# Fischteich entschlammen



## Fischteich06 (3. August 2006)

Hallo zusammen!

Ich habe kurzfristig die Möglichkeit, einen 2.500 m² großen Fischteich (Karpfen, Aale, Schleien, etc. bis hin zu 2 Schildkröten, keine Forellen) zu erwerben. Der Teich ist ca. 40 Jahre alt, bis zu 4 m tief, quellwassergespeist, waldumsäumt, und zumindest in den letzten 20 Jahren nie entschlammt worden. Strom und Brunnen sind vorhanden. Trotzdem: der Teich ist randvoll mit (hoffentlich glücklichen) Fischen. Blätter wurden immer weitgehend über den Mönch abgeführt. Der Eigentümer gibt an, der Schlamm würde aufgrund unterirdischer Strömung Richtung Mönch geschwemmt, so dass ggfs. stationär entschlammt werden könnte - was er jedoch nicht für nötig hält. Ich habe die Sorge, dass die Fische moderig schmecken könnten.

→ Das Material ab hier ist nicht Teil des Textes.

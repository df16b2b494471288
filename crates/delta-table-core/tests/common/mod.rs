//! On-disk table fixtures shared by the integration tests.
//!
//! [`TableFixture`] writes tables the way an appending writer does: one
//! commit per append, each adding one Parquet file per `number2` partition,
//! with `numRecords`/`minValues`/`maxValues`/`nullCount` statistics.
#![allow(dead_code)]

use std::{
    collections::BTreeMap,
    fs,
    io::Cursor,
    path::{Path, PathBuf},
    sync::Arc,
};

use arrow::array::{ArrayRef, Float64Array, Int64Array, RecordBatch};
use arrow::datatypes::{DataType, Field, Fields, Schema};
use arrow::json::ReaderBuilder;
use delta_table_core::{DeltaTable, ScanResult, TableConfig};
use parquet::arrow::ArrowWriter;
use serde_json::{json, Value};
use tempfile::TempDir;

pub type TestResult<T = ()> = Result<T, Box<dyn std::error::Error>>;

/// Rows per append; half go to `number2 = 0`, half to `number2 = 1`.
pub const ROWS_PER_APPEND: i64 = 1_000;

/// Deterministic value in `[0, 1)` for row `id` and column salt `salt`.
pub fn pseudo_random(id: i64, salt: u64) -> f64 {
    let mut x = (id as u64).wrapping_add(salt.wrapping_mul(0x9E37_79B9_7F4A_7C15));
    x ^= x >> 33;
    x = x.wrapping_mul(0xFF51_AFD7_ED55_8CCD);
    x ^= x >> 33;
    (x % 1_000_000) as f64 / 1_000_000.0
}

fn salt_of(column: &str) -> u64 {
    column.bytes().map(u64::from).sum()
}

pub struct TableFixture {
    dir: TempDir,
    next_version: u64,
    columns: Vec<String>,
    protocol: Value,
    metadata: Option<Value>,
    live: BTreeMap<String, Value>,
    order: Vec<String>,
}

impl TableFixture {
    pub fn new() -> TestResult<Self> {
        let dir = TempDir::new()?;
        fs::create_dir_all(dir.path().join("_delta_log"))?;
        Ok(TableFixture {
            dir,
            next_version: 0,
            columns: vec!["id".into(), "number".into()],
            protocol: json!({"minReaderVersion": 1, "minWriterVersion": 2}),
            metadata: None,
            live: BTreeMap::new(),
            order: Vec::new(),
        })
    }

    pub fn root(&self) -> &Path {
        self.dir.path()
    }

    pub fn root_str(&self) -> String {
        self.dir.path().to_string_lossy().into_owned()
    }

    pub fn log_dir(&self) -> PathBuf {
        self.dir.path().join("_delta_log")
    }

    pub fn commit_path(&self, version: u64) -> PathBuf {
        self.log_dir().join(format!("{version:020}.json"))
    }

    /// Latest written version.
    pub fn version(&self) -> u64 {
        self.next_version.saturating_sub(1)
    }

    fn schema_string(&self) -> String {
        let mut fields = vec![json!({"name": "id", "type": "long", "nullable": true, "metadata": {}})];
        for c in self.columns.iter().skip(1) {
            fields.push(json!({"name": c, "type": "double", "nullable": true, "metadata": {}}));
            if c == "number" {
                fields.push(
                    json!({"name": "number2", "type": "integer", "nullable": true, "metadata": {}}),
                );
            }
        }
        json!({"type": "struct", "fields": fields}).to_string()
    }

    fn metadata_action(&self) -> Value {
        json!({"metaData": {
            "id": "fixture",
            "format": {"provider": "parquet", "options": {}},
            "schemaString": self.schema_string(),
            "partitionColumns": ["number2"],
            "configuration": {},
            "createdTime": 0,
        }})
    }

    /// Write `actions` as the next commit.
    pub fn commit(&mut self, actions: Vec<Value>) -> TestResult<u64> {
        let version = self.next_version;
        let mut lines = Vec::with_capacity(actions.len() + 1);
        lines.push(json!({"commitInfo": {"timestamp": version, "operation": "WRITE"}}).to_string());
        for action in actions {
            if let Some(add) = action.get("add") {
                let path = add["path"].as_str().unwrap_or_default().to_string();
                if self.live.insert(path.clone(), add.clone()).is_none() {
                    self.order.push(path);
                }
            } else if let Some(remove) = action.get("remove") {
                let path = remove["path"].as_str().unwrap_or_default();
                self.live.remove(path);
                self.order.retain(|p| p != path);
            } else if let Some(meta) = action.get("metaData") {
                self.metadata = Some(meta.clone());
            } else if let Some(protocol) = action.get("protocol") {
                self.protocol = protocol.clone();
            }
            lines.push(action.to_string());
        }
        fs::write(self.commit_path(version), lines.join("\n"))?;
        self.next_version += 1;
        Ok(version)
    }

    /// Write a data file at `rel` and return its `add` action.
    pub fn write_data_file(
        &self,
        rel: &str,
        partition: i64,
        batch: &RecordBatch,
    ) -> TestResult<Value> {
        let path = self.dir.path().join(rel);
        if let Some(parent) = path.parent() {
            fs::create_dir_all(parent)?;
        }
        let mut buf = Vec::new();
        let mut writer = ArrowWriter::try_new(&mut buf, batch.schema(), None)?;
        writer.write(batch)?;
        writer.close()?;
        let size = buf.len();
        fs::write(&path, buf)?;

        Ok(json!({"add": {
            "path": rel,
            "partitionValues": {"number2": partition.to_string()},
            "size": size,
            "modificationTime": 0,
            "dataChange": true,
            "stats": stats_json(batch),
        }}))
    }

    /// Append `ROWS_PER_APPEND` rows with ids starting at
    /// `index * ROWS_PER_APPEND`, adding `new_columns` (doubles) to the
    /// schema first.
    pub fn append(&mut self, index: i64, new_columns: &[&str]) -> TestResult<u64> {
        let mut actions = Vec::new();
        if self.next_version == 0 {
            actions.push(json!({"protocol": self.protocol.clone()}));
        }
        let schema_changed = !new_columns.is_empty();
        self.columns.extend(new_columns.iter().map(|c| c.to_string()));
        if self.next_version == 0 || schema_changed {
            actions.push(self.metadata_action());
        }

        let version = self.next_version;
        for partition in 0..2i64 {
            let half = ROWS_PER_APPEND / 2;
            let ids: Vec<i64> = (0..half)
                .map(|i| index * ROWS_PER_APPEND + partition * half + i)
                .collect();
            let batch = self.rows(&ids, &BTreeMap::new())?;
            let rel = format!("number2={partition}/part-{version:05}-{partition}.parquet");
            actions.push(self.write_data_file(&rel, partition, &batch)?);
        }
        self.commit(actions)
    }

    /// A batch of the current data columns for `ids`; `overrides` replaces
    /// the `number` value of individual ids.
    pub fn rows(&self, ids: &[i64], overrides: &BTreeMap<i64, f64>) -> TestResult<RecordBatch> {
        let mut fields = Vec::new();
        let mut arrays: Vec<ArrayRef> = Vec::new();
        for c in &self.columns {
            if c == "id" {
                fields.push(Field::new("id", DataType::Int64, true));
                arrays.push(Arc::new(Int64Array::from(ids.to_vec())));
            } else {
                fields.push(Field::new(c, DataType::Float64, true));
                let values: Vec<f64> = ids
                    .iter()
                    .map(|id| match overrides.get(id) {
                        Some(v) if c == "number" => *v,
                        _ => pseudo_random(*id, salt_of(c)),
                    })
                    .collect();
                arrays.push(Arc::new(Float64Array::from(values)));
            }
        }
        Ok(RecordBatch::try_new(Arc::new(Schema::new(fields)), arrays)?)
    }

    /// Live `add` actions in commit order.
    pub fn live_adds(&self) -> Vec<Value> {
        self.order
            .iter()
            .filter_map(|p| self.live.get(p))
            .map(|add| json!({ "add": add }))
            .collect()
    }

    /// Write a single-part checkpoint of the current state, plus the
    /// `_last_checkpoint` hint.
    pub fn checkpoint(&self) -> TestResult {
        let version = self.version();
        let mut lines = vec![json!({"protocol": self.protocol.clone()}).to_string()];
        if let Some(meta) = &self.metadata {
            lines.push(json!({ "metaData": meta }).to_string());
        }
        lines.extend(self.live_adds().iter().map(Value::to_string));

        let schema = Arc::new(checkpoint_schema());
        let reader = ReaderBuilder::new(schema.clone()).build(Cursor::new(lines.join("\n")))?;
        let mut buf = Vec::new();
        let mut writer = ArrowWriter::try_new(&mut buf, schema, None)?;
        for batch in reader {
            writer.write(&batch?)?;
        }
        writer.close()?;

        fs::write(
            self.log_dir().join(format!("{version:020}.checkpoint.parquet")),
            buf,
        )?;
        fs::write(
            self.log_dir().join("_last_checkpoint"),
            json!({"version": version, "size": lines.len()}).to_string(),
        )?;
        Ok(())
    }

    pub async fn open(&self) -> TestResult<DeltaTable> {
        Ok(DeltaTable::open(&self.root_str()).await?)
    }

    pub async fn open_with(&self, config: TableConfig) -> TestResult<DeltaTable> {
        Ok(DeltaTable::open_with_config(&self.root_str(), config).await?)
    }
}

fn stats_json(batch: &RecordBatch) -> String {
    let mut min = serde_json::Map::new();
    let mut max = serde_json::Map::new();
    let mut nulls = serde_json::Map::new();
    for (field, column) in batch.schema().fields().iter().zip(batch.columns()) {
        let name = field.name().clone();
        if let Some(a) = column.as_any().downcast_ref::<Int64Array>() {
            min.insert(name.clone(), json!(a.values().iter().min()));
            max.insert(name.clone(), json!(a.values().iter().max()));
        } else if let Some(a) = column.as_any().downcast_ref::<Float64Array>() {
            let lo = a.values().iter().copied().fold(f64::INFINITY, f64::min);
            let hi = a.values().iter().copied().fold(f64::NEG_INFINITY, f64::max);
            min.insert(name.clone(), json!(lo));
            max.insert(name.clone(), json!(hi));
        }
        nulls.insert(name, json!(column.null_count()));
    }
    json!({
        "numRecords": batch.num_rows(),
        "minValues": min,
        "maxValues": max,
        "nullCount": nulls,
    })
    .to_string()
}

fn string_map() -> DataType {
    let entries = Fields::from(vec![
        Field::new("key", DataType::Utf8, false),
        Field::new("value", DataType::Utf8, true),
    ]);
    DataType::Map(
        Arc::new(Field::new("key_value", DataType::Struct(entries), false)),
        false,
    )
}

fn string_list() -> DataType {
    DataType::List(Arc::new(Field::new("element", DataType::Utf8, true)))
}

fn struct_field(name: &str, fields: Vec<Field>) -> Field {
    Field::new(name, DataType::Struct(Fields::from(fields)), true)
}

fn checkpoint_schema() -> Schema {
    Schema::new(vec![
        struct_field(
            "add",
            vec![
                Field::new("path", DataType::Utf8, true),
                Field::new("partitionValues", string_map(), true),
                Field::new("size", DataType::Int64, true),
                Field::new("modificationTime", DataType::Int64, true),
                Field::new("dataChange", DataType::Boolean, true),
                Field::new("stats", DataType::Utf8, true),
            ],
        ),
        struct_field(
            "remove",
            vec![
                Field::new("path", DataType::Utf8, true),
                Field::new("deletionTimestamp", DataType::Int64, true),
                Field::new("dataChange", DataType::Boolean, true),
            ],
        ),
        struct_field(
            "metaData",
            vec![
                Field::new("id", DataType::Utf8, true),
                Field::new("name", DataType::Utf8, true),
                Field::new("description", DataType::Utf8, true),
                struct_field(
                    "format",
                    vec![
                        Field::new("provider", DataType::Utf8, true),
                        Field::new("options", string_map(), true),
                    ],
                ),
                Field::new("schemaString", DataType::Utf8, true),
                Field::new("partitionColumns", string_list(), true),
                Field::new("configuration", string_map(), true),
                Field::new("createdTime", DataType::Int64, true),
            ],
        ),
        struct_field(
            "protocol",
            vec![
                Field::new("minReaderVersion", DataType::Int32, true),
                Field::new("minWriterVersion", DataType::Int32, true),
                Field::new("readerFeatures", string_list(), true),
                Field::new("writerFeatures", string_list(), true),
            ],
        ),
    ])
}

/// The 12-append table: versions 0..=11, checkpoint at 10.
pub fn append_table() -> TestResult<TableFixture> {
    let mut fixture = TableFixture::new()?;
    for i in 0..12 {
        fixture.append(i, &[])?;
        if fixture.version() == 10 {
            fixture.checkpoint()?;
        }
    }
    Ok(fixture)
}

/// All `id` values of a scan result, sorted.
pub fn sorted_ids(result: &ScanResult) -> Vec<i64> {
    let mut ids: Vec<i64> = result
        .batches()
        .iter()
        .flat_map(|b| {
            let idx = b.schema().index_of("id").expect("id column");
            b.column(idx)
                .as_any()
                .downcast_ref::<Int64Array>()
                .expect("id is Int64")
                .values()
                .to_vec()
        })
        .collect();
    ids.sort_unstable();
    ids
}

/// All values of a `Float64` column, in result order.
pub fn doubles(result: &ScanResult, column: &str) -> Vec<Option<f64>> {
    result
        .batches()
        .iter()
        .flat_map(|b| {
            let idx = b.schema().index_of(column).expect("column");
            b.column(idx)
                .as_any()
                .downcast_ref::<Float64Array>()
                .expect("Float64")
                .iter()
                .collect::<Vec<_>>()
        })
        .collect()
}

Trotzdem die Frage an euch: ist entschlammen notwendig und falls ja, wie kann das technisch sinnvoll und mit welchem Kostenaufwand erledigt werden?

Vielen Dank für eure Hilfe!


----------



## Zander01 (3. August 2006)

*AW: Fischteich entschlammen*

Ein eigener Fischteich.... du bist zu beneiden.

Ich kenn mich zwar nicht so gut mit entschlamen eines Fischteiches aus aber ich würde folgendes machen.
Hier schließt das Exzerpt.